Many just disappear into their target gender. Many others are
fearful, not without reason, of being studied by "scientists" like
Blanchard or Bailey.
Blanchard's hypothesis suffered the fate of science that can't
be replicated, and that's based on narrow data tilted to make
things come out right for the scientist proposing it. There's no
shame in that. Most scientists are tendentious arguers for their
pet theories, the check and balance being that other scientists
resist. Almost everyone in the scientific study of sex and gender
has checked and balanced and resisted the Clarke Institute's
theory. It has proven to be wrong and has been laid aside by the
mainstream of gender researchers. But contrary to the high school
version of scientific method, old scientific theories never die;
they just fade away.
Defending himself from the tsunami of criticism the book has
generated, Bailey writes on his Web site (psych.nwu.edu/psych/people/faculty/bailey/controversy.htm):
"At one time, gender patients with clear signs of autogynephilia
were deemed inappropriate for [surgery]. They were denigrated as
'not true transsexuals.' These practices were harmful, hurtful, and
wrong. Autogynephilic transsexuals are true transsexuals, suffering
every bit as much from gender dysphoria [which means 'gender
discomfort'; Real Scientists Do Greek] as homosexual transsexuals
[the second of the two possible types in Bailey's universe] do.
Autogynephilic transsexuals tend to be about as happy as homosexual
male-to-female transsexuals with sex reassignment surgery. And both
groups are much happier, on average, after transitioning."
Bailey doesn't say anything like this in the book. That
omission is quite important for understanding why the book has
frightened so many queers and delighted so many conservatives.
Bailey does not say in the book that it's OK for people in
a free society to express their gender identity - butch lesbian,
say, or cowboy straight or womanly gender crosser.

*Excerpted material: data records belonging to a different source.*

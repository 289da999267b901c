// Job applications submitted from a listing's apply page.
// Validated and acknowledged; nothing is persisted.

pub mod handlers;
pub mod validation;
mod analysis;
mod applications;
mod config;
mod errors;
mod jobs;
mod llm_client;
mod posting;
mod routes;
mod state;

use anyhow::{bail, Context, Result};
use std::net::SocketAddr;
use std::sync::Arc;
use std::time::Duration;
use tower_http::{cors::CorsLayer, trace::TraceLayer};
use tracing::{info, warn};
use tracing_subscriber::{layer::SubscriberExt, util::SubscriberInitExt, EnvFilter};

use crate::analysis::gateway::AnalysisGateway;
use crate::config::Config;
use crate::jobs::store::JobStore;
use crate::llm_client::LlmClient;
use crate::posting::prepare::is_valid_address;
use crate::routes::build_router;
use crate::state::AppState;

#[tokio::main]
async fn main() -> Result<()> {
    let config = Config::from_env()?;

    // Initialize structured logging
    tracing_subscriber::registry()
        .with(EnvFilter::try_from_default_env().unwrap_or_else(|_| {
            EnvFilter::new(format!(
                "{}={}",
                env!("CARGO_PKG_NAME").replace('-', "_"),
                &config.rust_log
            ))
        }))
        .with(tracing_subscriber::fmt::layer())
        .init();

    info!("Starting Stakeboard API v{}", env!("CARGO_PKG_VERSION"));

    // Job catalogue
    let jobs = match &config.jobs_data_path {
        Some(path) => JobStore::load(path)?,
        None => JobStore::bundled()?,
    };
    info!("Job catalogue ready ({} listings)", jobs.len());

    // Analysis gateway
    let gateway = match &config.deepinfra_api_key {
        Some(key) => {
            let llm = LlmClient::new(
                key.clone(),
                config.model_url.clone(),
                Duration::from_secs(config.llm_timeout_secs),
            )
            .context("Failed to build HTTP client")?;
            info!(
                "LLM client initialized (model: {}, key: {}..., timeout: {}s)",
                llm.model_url(),
                key.chars().take(4).collect::<String>(),
                config.llm_timeout_secs
            );
            AnalysisGateway::new(Arc::new(llm))
        }
        None => {
            warn!("DEEPINFRA_API_KEY is not set; analysis requests will fail");
            AnalysisGateway::unconfigured()
        }
    };

    match config.job_board_address.as_deref() {
        Some(address) if !is_valid_address(address) => {
            bail!("JOB_BOARD_ADDRESS '{address}' is not a valid contract address")
        }
        Some(address) => info!("Job board contract: {address}"),
        None => warn!("JOB_BOARD_ADDRESS is not set; posting preparation will fail"),
    }

    let state = AppState {
        config: config.clone(),
        gateway,
        jobs: Arc::new(jobs),
    };

    let app = build_router(state)
        .layer(TraceLayer::new_for_http())
        .layer(CorsLayer::permissive());

    let addr: SocketAddr = format!("0.0.0.0:{}", config.port).parse()?;
    info!("Listening on {addr}");

    let listener = tokio::net::TcpListener::bind(addr).await?;
    axum::serve(listener, app).await?;

    Ok(())
}
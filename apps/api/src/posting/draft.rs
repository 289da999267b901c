use chrono::NaiveDate;
use serde::{Deserialize, Serialize};

use crate::jobs::models::JobListing;
use crate::jobs::store::{sort_newest_first, JobStore};

fn default_job_type() -> String {
    "Full-time".to_string()
}

/// Job types offered by the posting form.
pub const JOB_TYPES: &[&str] = &["Full-time", "Part-time", "Contract"];

/// State of the job-posting form.
#[derive(Debug, Clone, Default, PartialEq, Serialize, Deserialize)]
#[serde(rename_all = "camelCase", default)]
pub struct JobDraft {
    pub title: String,
    pub company: String,
    pub location: String,
    pub salary_range: String,
    #[serde(default = "default_job_type")]
    pub job_type: String,
    pub description: String,
    pub stake_amount: String,
}

impl JobDraft {
    /// Text sent for analysis: the descriptive fields, one per line.
    pub fn posting_text(&self) -> String {
        [
            &self.title,
            &self.company,
            &self.location,
            &self.salary_range,
            &self.description,
        ]
        .iter()
        .map(|field| field.trim())
        .filter(|field| !field.is_empty())
        .collect::<Vec<_>>()
        .join("\n")
    }

    /// Names of required fields that are blank, plus an unknown job type.
    pub fn missing_fields(&self) -> Vec<&'static str> {
        let mut missing = Vec::new();
        let required = [
            ("title", &self.title),
            ("company", &self.company),
            ("location", &self.location),
            ("salaryRange", &self.salary_range),
            ("description", &self.description),
            ("stakeAmount", &self.stake_amount),
        ];
        for (name, value) in required {
            if value.trim().is_empty() {
                missing.push(name);
            }
        }
        if !JOB_TYPES.contains(&self.job_type.as_str()) {
            missing.push("jobType");
        }
        missing
    }

    /// Renders the draft as a listing for the live preview. Blank fields
    /// show placeholders.
    pub fn to_listing(&self, id: u32, today: NaiveDate) -> JobListing {
        JobListing {
            id,
            title: or_placeholder(&self.title, "Job Title"),
            company: or_placeholder(&self.company, "Company Name"),
            location: or_placeholder(&self.location, "Location"),
            job_type: self.job_type.clone(),
            salary_range: or_placeholder(&self.salary_range, "Salary Range"),
            description: self.description.clone(),
            image: None,
            posted_date: Some(today),
            employer_response_time: None,
            rating: None,
        }
    }
}

fn or_placeholder(value: &str, placeholder: &str) -> String {
    if value.trim().is_empty() {
        placeholder.to_string()
    } else {
        value.to_string()
    }
}

/// The catalogue with the draft merged in, newest first.
pub fn preview(draft: &JobDraft, store: &JobStore, today: NaiveDate) -> (u32, Vec<JobListing>) {
    let draft_id = store.next_id();
    let mut listings = Vec::with_capacity(store.len() + 1);
    listings.push(draft.to_listing(draft_id, today));
    listings.extend(store.all().iter().cloned());
    sort_newest_first(&mut listings);
    (draft_id, listings)
}
use std::cmp::Ordering;
use std::collections::HashSet;
use std::path::Path;

use anyhow::{bail, Context, Result};
use tracing::info;

use crate::jobs::models::{JobListing, JobQuery};

/// Listing file compiled into the binary.
const BUNDLED_JOBS: &str = include_str!("../../data/jobs.json");

/// Read-only job catalogue, loaded once at startup.
#[derive(Debug, Clone, Default)]
pub struct JobStore {
    listings: Vec<JobListing>,
}

impl JobStore {
    /// Loads the bundled listing file.
    pub fn bundled() -> Result<Self> {
        Self::from_json(BUNDLED_JOBS).context("Bundled jobs.json is invalid")
    }

    /// Loads a listing file from disk.
    pub fn load(path: impl AsRef<Path>) -> Result<Self> {
        let path = path.as_ref();
        let raw = std::fs::read_to_string(path)
            .with_context(|| format!("Failed to read job listings from {}", path.display()))?;
        let store = Self::from_json(&raw)
            .with_context(|| format!("Invalid job listings in {}", path.display()))?;
        info!("Loaded {} job listings from {}", store.len(), path.display());
        Ok(store)
    }

    pub fn from_json(raw: &str) -> Result<Self> {
        let listings: Vec<JobListing> = serde_json::from_str(raw)?;
        Self::from_listings(listings)
    }

    /// Builds a store, rejecting duplicate ids and ids that leave no room
    /// for a newly posted listing.
    pub fn from_listings(listings: Vec<JobListing>) -> Result<Self> {
        let mut seen = HashSet::new();
        for job in &listings {
            if job.id == u32::MAX {
                bail!("Job id {} is reserved", job.id);
            }
            if !seen.insert(job.id) {
                bail!("Duplicate job id {}", job.id);
            }
        }
        Ok(Self { listings })
    }

    pub fn len(&self) -> usize {
        self.listings.len()
    }

    pub fn is_empty(&self) -> bool {
        self.listings.is_empty()
    }

    pub fn all(&self) -> &[JobListing] {
        &self.listings
    }

    pub fn get(&self, id: u32) -> Option<&JobListing> {
        self.listings.iter().find(|job| job.id == id)
    }

    /// Id the next posted listing would receive.
    pub fn next_id(&self) -> u32 {
        // from_listings rejects u32::MAX, so this never saturates.
        self.listings
            .iter()
            .map(|job| job.id)
            .max()
            .map_or(1, |max| max.saturating_add(1))
    }

    /// Listings matching `query`, newest first.
    pub fn search(&self, query: &JobQuery) -> Vec<JobListing> {
        let mut hits: Vec<JobListing> = self
            .listings
            .iter()
            .filter(|job| job.matches(query))
            .cloned()
            .collect();
        sort_newest_first(&mut hits);
        hits
    }
}

/// Stable sort by `posted_date` descending; undated listings go last.
pub fn sort_newest_first(listings: &mut [JobListing]) {
    listings.sort_by(|a, b| match (a.posted_date, b.posted_date) {
        (Some(x), Some(y)) => y.cmp(&x),
        (Some(_), None) => Ordering::Less,
        (None, Some(_)) => Ordering::Greater,
        (None, None) => Ordering::Equal,
    });
}
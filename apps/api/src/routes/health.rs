use axum::{extract::State, Json};
use serde_json::{json, Value};

use crate::state::AppState;

/// GET /health
/// Returns service version and whether the analysis backend is configured.
pub async fn health_handler(State(state): State<AppState>) -> Json<Value> {
    Json(json!({
        "status": "ok",
        "version": env!("CARGO_PKG_VERSION"),
        "service": "stakeboard-api",
        "analysis_configured": state.gateway.is_configured(),
        "job_count": state.jobs.len()
    }))
}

Instead he
sidles up to the programs on the religious and psychiatric right
that try (unsuccessfully, as he admits) to "cure" gender crossers
and homosexuals.
Contrary to Bailey and his friends, the real science says that
formerly heterosexual gender crossers are not sex-crazed lovers of
self. Formerly homosexual gender crossers are not "just"
homosexual men (with the emphasis on just and on
sex: Bailey never refers to gay people as loving;
love, it seems, is something he's a little weak on; in Bailey's
mind it's all about sex, sex, sex). And regular, four-square,
iron-pumping Ulysses-King David-Socrates-Rock Hudson-type
homosexuals are not, as Bailey wants us to believe, "just" feminine
guys. Real gender science, to repeat, says that who you
are - being "feminine" or wanting to be - is not the same
thing as whom you love. That's not too hard to understand.
I love my dog. But that doesn't mean I want to become a dog.
Nonetheless, against most of the evidence and all the common
sense, Bailey continues to maintain the rejected theory that one's
identity and one's affectional preference line up the way the VFW
guys think they should. Again, no special shame attaches. In the
end, after all, much of science will turn out to be wrong, from
Aristotle and Newton down to the single-strand hypothesis for DNA.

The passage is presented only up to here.